Speaker Bio: Jure Leskovec is Associate Professor of Computer Science at Stanford University, Chief Scientist at Pinterest, and investigator at Chan Zuckerberg Biohub. Dr. Leskovec was the co-founder of a machine learning startup Kosei, which was later acquired by Pinterest. His research focuses on machine learning and data mining large social, information, and biological networks. Computation over massive data is at the heart of his research and has applications in computer science, social sciences, marketing, and biomedicine. This research has won several awards including a Lagrange Prize, Microsoft Research Faculty Fellowship, the Alfred P. Sloan Fellowship, and numerous best paper and test of time awards. It has also been featured in popular press outlets such as the New York Times and the Wall Street Journal.

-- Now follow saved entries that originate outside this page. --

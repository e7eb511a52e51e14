use thiserror::Error;

pub type Result<T> = std::result::Result<T, CoreError>;

/// Rejections raised while parsing core value types from untrusted input.
#[derive(Debug, Clone, PartialEq, Eq, Error)]
pub enum CoreError {
    #[error("short code must be {min}-{max} characters long, got {len}")]
    ShortCodeLength { len: usize, min: usize, max: usize },
    #[error("short code contains {found:?} at position {position}")]
    ShortCodeCharacter { found: char, position: usize },
}

/// What a [`UrlCache`](crate::UrlCache) backend can report. The resolver
/// never surfaces these to callers.
#[derive(Debug, Clone, PartialEq, Eq, Error)]
pub enum CacheError {
    #[error("cache unreachable: {0}")]
    Unavailable(String),
    #[error("cache call timed out: {0}")]
    Timeout(String),
    #[error("cannot encode cache entry: {0}")]
    Serialization(String),
    #[error("corrupt cache entry: {0}")]
    InvalidData(String),
    #[error("cache call failed: {0}")]
    Operation(String),
}

/// What a [`Repository`](crate::Repository) backend can report.
#[derive(Debug, Clone, PartialEq, Eq, Error)]
pub enum StorageError {
    /// Uniqueness of the short code was violated.
    #[error("short code {0} is taken")]
    Conflict(String),
    #[error("store unreachable: {0}")]
    Unavailable(String),
    #[error("store call timed out: {0}")]
    Timeout(String),
    #[error("store query failed: {0}")]
    Query(String),
    #[error("corrupt stored row: {0}")]
    InvalidData(String),
}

Leskovec received his bachelor's degree in computer science from University of Ljubljana, Slovenia, PhD in machine learning from Carnegie Mellon University and postdoctoral training at Cornell University. You can follow him on Twitter at @jure.
Anima Anandkumar / Caltech, NVidia

AI holds immense promise in enabling scientific breakthroughs and discoveries in diverse areas. However, in most scenarios this is not a standard supervised learning framework. AI4science often requires zero-shot generalization to entirely new scenarios not seen during training. For instance, drug discovery requires predicting properties of new molecules that can vastly differ from training data, and AI-based PDE solvers require solving any instance of the PDE family. Such zero-shot generalization requires infusing domain knowledge and structure. I will present recent success stories in using AI to obtain 1000x speedups in solving PDEs and quantum chemistry calculations.
Speaker Bio: Anima Anandkumar is a Bren Professor at Caltech and Director of ML Research at NVIDIA. She was previously a Principal Scientist at Amazon Web Services. She has received several honors such as Alfred. P. Sloan Fellowship, NSF Career Award, Young investigator awards from DoD, and Faculty Fellowships from Microsoft, Google, Facebook, and Adobe. She is part of the World Economic Forum's Expert Network. She is passionate about designing principled AI algorithms and applying them in interdisciplinary applications. Her research focus is on unsupervised AI, optimization, and tensor methods.